Cerebral spinal fluid (CSF) showed a mild lymphocytic pleocytosis and
CSF EBV DNA levels of 313,858 copies/ml (Figure 3). CSF was positive for
TCR-gamma and -beta gene rearrangements. CSF gram stain and culture were
negative. Whole blood EBV DNA levels were over 2 million copies/ml
(Figure 3). The patient’s plasma and whole blood EBV DNA levels were
discordant; the whole blood EBV DNA levels were higher, as expected with
T-cell associated CAEBV.23 Hemophagocytic
lymphohistiocytosis (HLH) screening labs were unremarkable. Whole body
positron emission tomography revealed mild splenomegaly without abnormal
fluorodeoxyglucose activity.
At age 16-years, curative therapy was pursued due to development of
systemic symptoms and involvement of the CNS. She received oral
high-dose dexamethasone and intrathecal (IT) or intra-Ommaya (IO)

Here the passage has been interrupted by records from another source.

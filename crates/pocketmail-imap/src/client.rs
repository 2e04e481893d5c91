//! IMAP client over a line connection.
//!
//! Every command is sent as `<tag> <COMMAND> <args>` and completes when a
//! line starting with the same tag arrives. Everything before it (untagged
//! `*` data and `+` continuations) is returned as raw responses, with any
//! `{n}` literals read inline.

#![allow(clippy::missing_errors_doc)]

use std::time::Duration;

use pocketmail_net::{LineConnection, TlsUpgrade};
use tokio::io::{AsyncRead, AsyncWrite};
use tracing::{debug, info};

use crate::command::{Command, FetchAttribute, TagGenerator};
use crate::parser::{
    FetchResponse, parse_capabilities, parse_fetch_response, parse_list_response,
    parse_mailbox_event, parse_select, parse_status_response,
};
use crate::types::{Flag, FolderStatus, ListEntry, MailboxEvent, MailboxStatus, StoreAction};
use crate::{Error, Result};

/// Maximum literal size to prevent memory exhaustion.
const MAX_LITERAL_SIZE: usize = 100 * 1024 * 1024; // 100 MB

/// Result of a completed command.
#[derive(Debug, Clone, Default, PartialEq, Eq)]
pub struct TaggedResponse {
    /// Untagged and continuation responses, literals inlined.
    pub untagged: Vec<Vec<u8>>,
    /// Text after `OK` on the tagged line.
    pub text: String,
}

/// IMAP client.
///
/// Commands take `&mut self`, so one connection serves one caller at a
/// time. Tags start at `A0` for each new client.
pub struct ImapClient<S> {
    conn: LineConnection<S>,
    tags: TagGenerator,
    capabilities: Vec<String>,
    idle_tag: Option<String>,
}

impl<S> std::fmt::Debug for ImapClient<S> {
    fn fmt(&self, f: &mut std::fmt::Formatter<'_>) -> std::fmt::Result {
        f.debug_struct("ImapClient")
            .field("tags", &self.tags)
            .field("capabilities", &self.capabilities)
            .field("idle_tag", &self.idle_tag)
            .finish_non_exhaustive()
    }
}

impl<S> ImapClient<S>
where
    S: AsyncRead + AsyncWrite + Unpin,
{
    /// Wraps a connected line connection. Call [`greeting`](Self::greeting) next.
    pub fn new(conn: LineConnection<S>) -> Self {
        Self {
            conn,
            tags: TagGenerator::default(),
            capabilities: Vec::new(),
            idle_tag: None,
        }
    }

    /// The underlying connection, for byte counters.
    pub const fn connection(&self) -> &LineConnection<S> {
        &self.conn
    }

    /// Number the next command's tag will carry.
    #[must_use]
    pub const fn next_tag_number(&self) -> u32 {
        self.tags.issued()
    }

    /// Capabilities from the last CAPABILITY data seen.
    #[must_use]
    pub fn capabilities(&self) -> &[String] {
        &self.capabilities
    }

    /// Checks for a capability, case-insensitively.
    #[must_use]
    pub fn has_capability(&self, name: &str) -> bool {
        self.capabilities.iter().any(|c| c.eq_ignore_ascii_case(name))
    }

    /// Returns true while an IDLE command is outstanding.
    #[must_use]
    pub const fn is_idle(&self) -> bool {
        self.idle_tag.is_some()
    }

    /// Reads the server greeting.
    ///
    /// Capabilities announced in the greeting are remembered.
    pub async fn greeting(&mut self) -> Result<String> {
        let line = self.conn.receive().await?;
        let upper = line.to_ascii_uppercase();

        if upper.starts_with("* BYE") {
            return Err(Error::Bye(status_text(&line, "* BYE")));
        }
        if !upper.starts_with("* OK") && !upper.starts_with("* PREAUTH") {
            return Err(Error::Protocol(format!("unexpected greeting: {line}")));
        }

        if let Some(caps) = parse_capabilities(line.as_bytes()) {
            self.capabilities = caps;
        }
        info!(greeting = %line, "IMAP server ready");
        Ok(line)
    }

    /// Sends a command and reads until its tagged completion.
    pub async fn execute(&mut self, command: &Command) -> Result<TaggedResponse> {
        let tag = self.send_command(command).await?;
        self.read_until_tagged(&tag, true).await
    }

    async fn send_command(&mut self, command: &Command) -> Result<String> {
        if self.idle_tag.is_some() {
            return Err(Error::InvalidState(format!(
                "{} while IDLE is active",
                command.name()
            )));
        }
        let tag = self.tags.next_tag();
        debug!(command = %command.redacted(&tag), "IMAP command");
        self.conn.send(&command.serialize(&tag)).await?;
        Ok(tag)
    }

    /// Reads one logical response: a line plus any literals it announces.
    async fn read_response(&mut self) -> Result<Vec<u8>> {
        let mut response = self.conn.receive_bytes().await?;

        while let Some(len) = literal_length(&response) {
            if len > MAX_LITERAL_SIZE {
                return Err(Error::Protocol(format!(
                    "literal too large: {len} bytes (max {MAX_LITERAL_SIZE})"
                )));
            }
            let literal = self.conn.read_exact(len).await?;
            response.extend_from_slice(b"\r\n");
            response.extend_from_slice(&literal);
            let rest = self.conn.receive_bytes().await?;
            response.extend_from_slice(&rest);
        }

        Ok(response)
    }

    /// Collects responses until the line tagged `tag`.
    ///
    /// `OK` completes the command; `NO`/`BAD` fail it with the status word
    /// stripped. An untagged BYE means the server is going away and fails
    /// the command too, unless `bye_fatal` is false (LOGOUT).
    async fn read_until_tagged(&mut self, tag: &str, bye_fatal: bool) -> Result<TaggedResponse> {
        let mut untagged = Vec::new();

        loop {
            let response = self.read_response().await?;

            if let Some(rest) = strip_tag(&response, tag) {
                if let Some(caps) = parse_capabilities(&response) {
                    self.capabilities = caps;
                }
                let text = completion(rest)?;
                return Ok(TaggedResponse { untagged, text });
            }

            if bye_fatal && is_bye(&response) {
                let line = String::from_utf8_lossy(&response);
                return Err(Error::Bye(status_text(&line, "* BYE")));
            }
            if let Some(caps) = parse_capabilities(&response) {
                self.capabilities = caps;
            }
            untagged.push(response);
        }
    }

    /// Refreshes the capability list.
    pub async fn capability(&mut self) -> Result<Vec<String>> {
        self.execute(&Command::Capability).await?;
        Ok(self.capabilities.clone())
    }

    /// Logs in with a username and password.
    ///
    /// A `NO` or `BAD` completion is an authentication failure.
    pub async fn login(&mut self, username: &str, password: &str) -> Result<()> {
        let command = Command::Login {
            username: username.to_string(),
            password: password.to_string(),
        };
        match self.execute(&command).await {
            Ok(_) => {
                info!(user = %username, "IMAP login succeeded");
                Ok(())
            }
            Err(Error::No(text) | Error::Bad(text)) => Err(Error::Auth(text)),
            Err(e) => Err(e),
        }
    }

    /// Ends the session. The server's BYE is expected here.
    pub async fn logout(&mut self) -> Result<()> {
        let tag = self.send_command(&Command::Logout).await?;
        if let Err(e) = self.read_until_tagged(&tag, false).await {
            debug!(error = %e, "LOGOUT not acknowledged");
        }
        Ok(())
    }

    /// Closes the selected mailbox, expunging `\Deleted` messages.
    pub async fn close(&mut self) -> Result<()> {
        self.execute(&Command::Close).await?;
        Ok(())
    }

    /// Selects a mailbox.
    pub async fn select(&mut self, mailbox: &str) -> Result<MailboxStatus> {
        let response = self
            .execute(&Command::Select {
                mailbox: mailbox.to_string(),
            })
            .await?;
        let status = parse_select(&response.untagged);
        debug!(mailbox, exists = status.exists, "selected");
        Ok(status)
    }

    /// Lists mailboxes matching `pattern` under `reference`.
    pub async fn list(&mut self, reference: &str, pattern: &str) -> Result<Vec<ListEntry>> {
        let response = self
            .execute(&Command::List {
                reference: reference.to_string(),
                pattern: pattern.to_string(),
            })
            .await?;

        let mut entries = Vec::new();
        for line in &response.untagged {
            if let Some(entry) = parse_list_response(line)? {
                entries.push(entry);
            }
        }
        Ok(entries)
    }

    /// Queries message and unseen counts without selecting the mailbox.
    pub async fn status(&mut self, mailbox: &str) -> Result<FolderStatus> {
        let response = self
            .execute(&Command::Status {
                mailbox: mailbox.to_string(),
            })
            .await?;

        for line in &response.untagged {
            if let Some(status) = parse_status_response(line)? {
                return Ok(status);
            }
        }
        Err(Error::Protocol(format!("no STATUS data for {mailbox}")))
    }

    /// Fetches data items for a sequence range.
    ///
    /// Untagged responses other than FETCH are ignored; a FETCH response
    /// that breaks the grammar fails the whole call. Per-message mapping
    /// of ENVELOPE and BODYSTRUCTURE is left to the caller, so one bad
    /// envelope does not hide its siblings.
    pub async fn fetch(
        &mut self,
        range: &str,
        items: &[FetchAttribute],
    ) -> Result<Vec<FetchResponse>> {
        let response = self
            .execute(&Command::Fetch {
                range: range.to_string(),
                items: items.to_vec(),
            })
            .await?;

        let mut fetched = Vec::new();
        for line in &response.untagged {
            if let Some(fetch) = parse_fetch_response(line)? {
                fetched.push(fetch);
            }
        }
        Ok(fetched)
    }

    /// Adds or removes flags on one message.
    pub async fn store_flags(&mut self, seq: u32, action: StoreAction, flags: &[Flag]) -> Result<()> {
        self.execute(&Command::Store {
            seq,
            action,
            flags: flags.to_vec(),
        })
        .await?;
        Ok(())
    }

    /// Permanently removes `\Deleted` messages; returns expunged sequence numbers.
    pub async fn expunge(&mut self) -> Result<Vec<u32>> {
        let response = self.execute(&Command::Expunge).await?;
        Ok(response
            .untagged
            .iter()
            .filter_map(|line| match parse_mailbox_event(line) {
                Some(MailboxEvent::Expunge(seq)) => Some(seq),
                _ => None,
            })
            .collect())
    }

    /// Keepalive; returns any mailbox updates the server piggybacked.
    pub async fn noop(&mut self) -> Result<Vec<MailboxEvent>> {
        let response = self.execute(&Command::Noop).await?;
        Ok(mailbox_events(&response.untagged))
    }

    /// Enters IDLE (RFC 2177).
    ///
    /// Requires the IDLE capability. Until [`done`](Self::done) only
    /// [`poll_idle`](Self::poll_idle) may be used.
    pub async fn idle(&mut self) -> Result<()> {
        if !self.has_capability("IDLE") {
            return Err(Error::InvalidState("server does not support IDLE".to_string()));
        }
        let tag = self.send_command(&Command::Idle).await?;

        loop {
            let response = self.read_response().await?;
            if response.starts_with(b"+") {
                break;
            }
            if let Some(rest) = strip_tag(&response, &tag) {
                completion(rest)?;
                return Err(Error::Protocol("IDLE completed without continuation".to_string()));
            }
            if is_bye(&response) {
                let line = String::from_utf8_lossy(&response);
                return Err(Error::Bye(status_text(&line, "* BYE")));
            }
        }

        debug!(tag, "IDLE started");
        self.idle_tag = Some(tag);
        Ok(())
    }

    /// Waits up to `wait` for one update while idling.
    ///
    /// Returns `Ok(None)` on timeout, for untagged data that is not a
    /// mailbox update, and when the server ends IDLE on its own.
    pub async fn poll_idle(&mut self, wait: Duration) -> Result<Option<MailboxEvent>> {
        let Some(tag) = self.idle_tag.clone() else {
            return Err(Error::InvalidState("IDLE is not active".to_string()));
        };

        if tokio::time::timeout(wait, self.conn.wait_readable()).await.is_err() {
            return Ok(None);
        }
        let response = self.read_response().await?;

        if strip_tag(&response, &tag).is_some() {
            debug!(tag, "server ended IDLE");
            self.idle_tag = None;
            return Ok(None);
        }
        if is_bye(&response) {
            let line = String::from_utf8_lossy(&response);
            return Err(Error::Bye(status_text(&line, "* BYE")));
        }
        Ok(parse_mailbox_event(&response))
    }

    /// Leaves IDLE; returns updates that arrived before the completion.
    pub async fn done(&mut self) -> Result<Vec<MailboxEvent>> {
        let Some(tag) = self.idle_tag.take() else {
            return Err(Error::InvalidState("IDLE is not active".to_string()));
        };
        self.conn.send("DONE").await?;
        let response = self.read_until_tagged(&tag, true).await?;
        Ok(mailbox_events(&response.untagged))
    }
}

impl<S> ImapClient<S>
where
    S: TlsUpgrade,
{
    /// Upgrades the connection with STARTTLS.
    ///
    /// Capabilities are cleared since they must be fetched again over TLS.
    pub async fn starttls(mut self, host: &str) -> Result<Self> {
        self.execute(&Command::StartTls).await?;
        self.conn = self.conn.start_tls(host).await?;
        self.capabilities.clear();
        info!(host, "IMAP connection upgraded to TLS");
        Ok(self)
    }

    /// Returns true if the connection is TLS-encrypted.
    pub fn is_tls(&self) -> bool {
        self.conn.is_tls()
    }
}

fn mailbox_events(responses: &[Vec<u8>]) -> Vec<MailboxEvent> {
    responses
        .iter()
        .filter_map(|line| parse_mailbox_event(line))
        .collect()
}

/// Interprets the text after a tag: `OK` yields the remaining text,
/// `NO`/`BAD` become errors with the status word stripped.
fn completion(rest: &[u8]) -> Result<String> {
    let rest = String::from_utf8_lossy(rest);
    let (status, text) = rest.split_once(' ').unwrap_or((rest.as_ref(), ""));
    let text = text.to_string();

    match status.to_ascii_uppercase().as_str() {
        "OK" => Ok(text),
        "NO" => Err(Error::No(text)),
        "BAD" => Err(Error::Bad(text)),
        other => Err(Error::Protocol(format!("unknown completion status {other}"))),
    }
}

fn strip_tag<'a>(response: &'a [u8], tag: &str) -> Option<&'a [u8]> {
    response
        .strip_prefix(tag.as_bytes())
        .and_then(|rest| rest.strip_prefix(b" "))
}

fn is_bye(response: &[u8]) -> bool {
    response.len() >= 5 && response[..5].eq_ignore_ascii_case(b"* BYE")
}

fn status_text(line: &str, prefix: &str) -> String {
    line.get(prefix.len()..).unwrap_or_default().trim().to_string()
}

/// Returns `n` if the line ends with a `{n}` literal announcement.
fn literal_length(line: &[u8]) -> Option<usize> {
    let body = line.strip_suffix(b"}")?;
    let open = body.iter().rposition(|&b| b == b'{')?;
    let digits = &body[open + 1..];
    let digits = digits.strip_suffix(b"+").unwrap_or(digits);
    if digits.is_empty() {
        return None;
    }
    std::str::from_utf8(digits).ok()?.parse().ok()
}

methotrexate (MTX) and hydrocortisone (HC) to reduce viral burden with
marked symptomatic improvement and decrease in EBV DNA levels (Figure
3). An Ommaya tunneled ventricular reservoir was placed to facilitate
CSF administration of MTX/HC and monitoring of CSF EBV viral load. She
received 5 cycles of bortezomib and ganciclovir/valganciclovir and 7
doses of IT/IO MTX/HC to reduce total EBV viral burden prior to planned
HSCT. Pre-HSCT screening echocardiogram revealed a giant right coronary
artery (RCA) aneurysm (Figure 4). Cardiac catheterization confirmed
severely dilated RCA, left anterior descending artery with multiple
aneurysms in a beaded appearance, circumflex artery with multiple large
aneurysms, and PAH. She was started on long-term anticoagulation with
apixaban for CAA and endothelin receptor antagonist macitentan for
PAH. Because of the presence of CAA, pre-HSCT CTA of the head, chest,
abdomen, and pelvis were performed prior to HSCT, and were negative for
additional arterial aneurysms.
At age 16-years, she received the National Institute of Health (NIH)

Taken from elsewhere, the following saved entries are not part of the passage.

//! Errors from structural message parsing.
//!
//! Header and envelope problems never show up here: those parsers fall
//! back to placeholders instead of failing.

/// Result alias for this crate.
pub type Result<T> = std::result::Result<T, Error>;

/// A message whose structure cannot be recovered.
#[derive(Debug, thiserror::Error)]
pub enum Error {
    /// A `Content-Type` value without a usable `type/subtype`.
    #[error("Invalid content type: {0}")]
    InvalidContentType(String),

    /// Base64 content that does not decode.
    #[error("Invalid base64 content: {0}")]
    Base64(#[from] base64::DecodeError),

    /// A multipart body whose `Content-Type` names no boundary.
    #[error("Multipart body without a boundary")]
    MissingBoundary,

    /// Multiparts nested past the supported depth.
    #[error("Multipart nesting deeper than {0}")]
    TooDeep(usize),
}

irradiation-free, serotherapy-free RIC regimen for primary
immunodeficiency disorders12 with pentostatin,
cyclophosphamide, and pharmacokinetically-dosed busulfan, followed by
peripheral blood stem cell transplant (PBSCT) from a 9/10 HLA mismatched
unrelated male donor who was EBV seropositive. Post-transplant
cyclophosphamide, sirolimus, and mycophenolate mofetil were used for
graft-versus-host disease (GVHD) prophylaxis. Neutrophil engraftment was
achieved on post-transplant day 16, and bone marrow demonstrated 60%
cellularity and 94% donor chimerism on post-transplant day 30. Whole
blood EBV DNA level was <200 copies/ml and CSF EBV DNA level
was 469 copies/ml on post-transplant day 30. She continued to have
baseline flesh colored papular malar rash but remained asymptomatic for
other CAEBV-associated symptoms. Post-transplant course was complicated
by grade II steroid responsive chronic GI GVHD. She had no
veno-occlusive disease. Bone marrow aspirate and biopsy obtained 6
months post-HSCT showed a hypocellular marrow (10% cellularity), no
evidence of malignancy, negative EBER
expression, 100% donor by cytogenetics (46, XY), no abnormal phenotype
by flow cytometry, and donor chimerism >95%. Six months
post-HSCT, blood and CSF EBV DNA were <200 and 1109 copies/mL,
respectively.
On post-transplant day 212, the patient had an episode of syncope with
closed head injury that resulted in subarachnoid and intraventricular
hemorrhage. Computed tomography demonstrated fusiform aneurysm of distal
right internal carotid artery (ICA) with extension into the anterior and
medial cerebral artery (MCA) (Figure 5). The patient returned to her
neurologic baseline after pipeline flow diverting stent placements from
right MCA to ICA and aneurysm coiling (Figure 6). Unfortunately, 8
months post-transplant, the patient developed a massive spontaneous
subarachnoid hemorrhage (Figure 7) resulting in devastating irreversible
neurologic injury and she expired one day later.